As Devon struggled to ease past the mob, he saw Kennely in the center of things up front, being properly amazed and speculating aloud as to the possible causes. He spotted Devon.

"Chris! Come and see what Mac's been doing!"

The mob parted its ranks to let Devon through. He pushed his way in and stood face to face with the disaster. Webber was there, bleak with mystification and anger looking for a place to strike.

"The watchman says you and Kennely left around midnight. Kennely says you didn't hear a thing or see any signs of this, then."

"No. Not a thing," said Devon. Somehow the daylight and the mob lent an aspect of magnitude to the disaster that dwarfed his feelings of the night before.

"As I told you," Kennely broke in, "we just unpacked the case to see if it was my missing equipment —"

Webber glowered down into the hole another thirty seconds, then turned to Mac. "Get maintenance to clean this mess up as soon as possible. Reorder the machine tools you need. I'll push the papers through. We can't get much farther behind on the model work. We'll be making last year's equipment next year at this rate!"

Back in their own lab, Kennely and Devon sat down at their desks. "Figure out anything?" asked Kennely.

"Nothing but nightmares all night."

"Me, too.
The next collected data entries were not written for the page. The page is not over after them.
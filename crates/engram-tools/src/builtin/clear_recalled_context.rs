// Copyright (c) 2024-2026 Martin Schröder <info@swedishembedded.com>
//
// SPDX-License-Identifier: MIT
use std::sync::Arc;

use async_trait::async_trait;
use engram_core::MemoryManager;
use serde_json::{json, Value};

use crate::tool::{Tool, ToolContext, ToolResult};

/// Empty the promoted-context slot, releasing the budget it consumed.
pub struct ClearRecalledContextTool {
    pub manager: Arc<MemoryManager>,
}

#[async_trait]
impl Tool for ClearRecalledContextTool {
    fn name(&self) -> &str {
        "clear_recalled_context"
    }

    fn description(&self) -> &str {
        "Remove every message previously promoted into the live context by \
         search_conversation or recall_conversation."
    }

    fn parameters_schema(&self) -> Value {
        json!({ "type": "object", "properties": {} })
    }

    async fn execute(&self, ctx: &ToolContext, _input: Value) -> ToolResult {
        let session_id = match ctx.require_session() {
            Ok(id) => id,
            Err(e) => return ToolResult::err(e),
        };
        match self.manager.clear_recalled_context(session_id).await {
            Ok(cleared) => ToolResult::ok(json!({ "cleared_messages": cleared })),
            Err(e) => ToolResult::err(e),
        }
    }
}

// ─── Unit tests ──────────────────────────────────────────────────────────────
An engineer is no good in a situation like this. An average smart business man would be able to think up a deal that would bring Tarman across pronto. But here we are, can't think of a thing."

"Well, let's get to work. Let's analyse that prognosticator panel and maybe we'll think of something as we go along."

They spent the remainder of the day delving into the complex circuits of the weather forecaster. The components were there; their circuit connections became apparent as the engineers proceeded, but the actual principle of operation was still elusive.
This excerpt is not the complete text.